### Work instruction
Copy out, from the entries below, each line holding the string "args".
-------- Exercise inputs
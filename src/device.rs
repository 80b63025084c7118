//! Stable device fingerprint for license binding.
//!
//! The fingerprint is a salted SHA-256 over a platform-derived identifier:
//! machine-id on Linux, the hardware UUID on macOS, the registry
//! MachineGuid on Windows, and a random UUID anywhere else. It is generated
//! once and persisted in the settings document; later calls reuse it.

use sha2::{Digest, Sha256};

/// Hex-encoded SHA-256.
pub fn sha256_hex(bytes: &[u8]) -> String {
    hex::encode(Sha256::digest(bytes))
}

/// Fingerprint for a raw host identity under `salt`.
pub fn fingerprint_from(salt: &str, raw_identity: &str) -> String {
    sha256_hex(format!("{}::{}", salt, raw_identity).as_bytes())
}

/// Compute a fresh fingerprint for this host.
pub fn stable_fingerprint(salt: &str) -> String {
    fingerprint_from(salt, &raw_identity())
}

/// Raw identity string: platform identifier plus hostname.
pub fn raw_identity() -> String {
    let host = get_hostname();
    match platform_identifier() {
        Some(id) => format!("{}::{}", id, host),
        None => format!("{}::{}::{}", std::env::consts::OS, host, uuid::Uuid::new_v4()),
    }
}

fn get_hostname() -> String {
    hostname::get()
        .ok()
        .and_then(|h| h.into_string().ok())
        .filter(|h| !h.is_empty())
        .unwrap_or_else(|| "unknown".to_string())
}

/// Platform-specific stable machine identifier.
fn platform_identifier() -> Option<String> {
    #[cfg(target_os = "linux")]
    {
        std::fs::read_to_string("/etc/machine-id")
            .or_else(|_| std::fs::read_to_string("/var/lib/dbus/machine-id"))
            .ok()
            .map(|s| s.trim().to_string())
            .filter(|s| !s.is_empty())
    }

    #[cfg(target_os = "macos")]
    {
        std::process::Command::new("ioreg")
            .args(["-rd1", "-c", "IOPlatformExpertDevice"])
            .output()
            .ok()
            .and_then(|o| String::from_utf8(o.stdout).ok())
            .and_then(|output| {
                output
                    .lines()
                    .find(|l| l.contains("IOPlatformUUID"))
                    .and_then(|l| l.split('"').nth(3))
                    .map(String::from)
            })
    }

    #[cfg(target_os = "windows")]
    {
        std::process::Command::new("reg")
            .args([
                "query",
                r"HKLM\SOFTWARE\Microsoft\Cryptography",
                "/v",
                "MachineGuid",
            ])
            .output()
            .ok()
            .and_then(|o| String::from_utf8(o.stdout).ok())
            .and_then(|output| {
                output
                    .lines()
                    .find(|l| l.contains("MachineGuid"))
                    .and_then(|l| l.split_whitespace().last())
                    .map(String::from)
            })
    }

    #[cfg(not(any(target_os = "linux", target_os = "macos", target_os = "windows")))]
    {
        None
    }
}

#[cfg(test)]
mod tests {
    use super::*;

    #[test]
    fn test_sha256_hex_known_value() {
        assert_eq!(
            sha256_hex(b""),
            "e3b0c44298fc1c149afbf4c8996fb92427ae41e4649b934ca495991b7852b855"
        );
    }

    #[test]
    fn test_fingerprint_is_salted() {
        let a = fingerprint_from("salt-a", "machine::host");
        let b = fingerprint_from("salt-b", "machine::host");
        assert_ne!(a, b);
        assert_eq!(a, fingerprint_from("salt-a", "machine::host"));
        assert_eq!(a.len(), 64);
    }

    #[test]
    fn test_raw_identity_contains_hostname_component() {
        let raw = raw_identity();
        assert!(raw.contains("::"));
    }
}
----------------
### Expected answer
            .args(["-rd1", "-c", "IOPlatformExpertDevice"])
            .args([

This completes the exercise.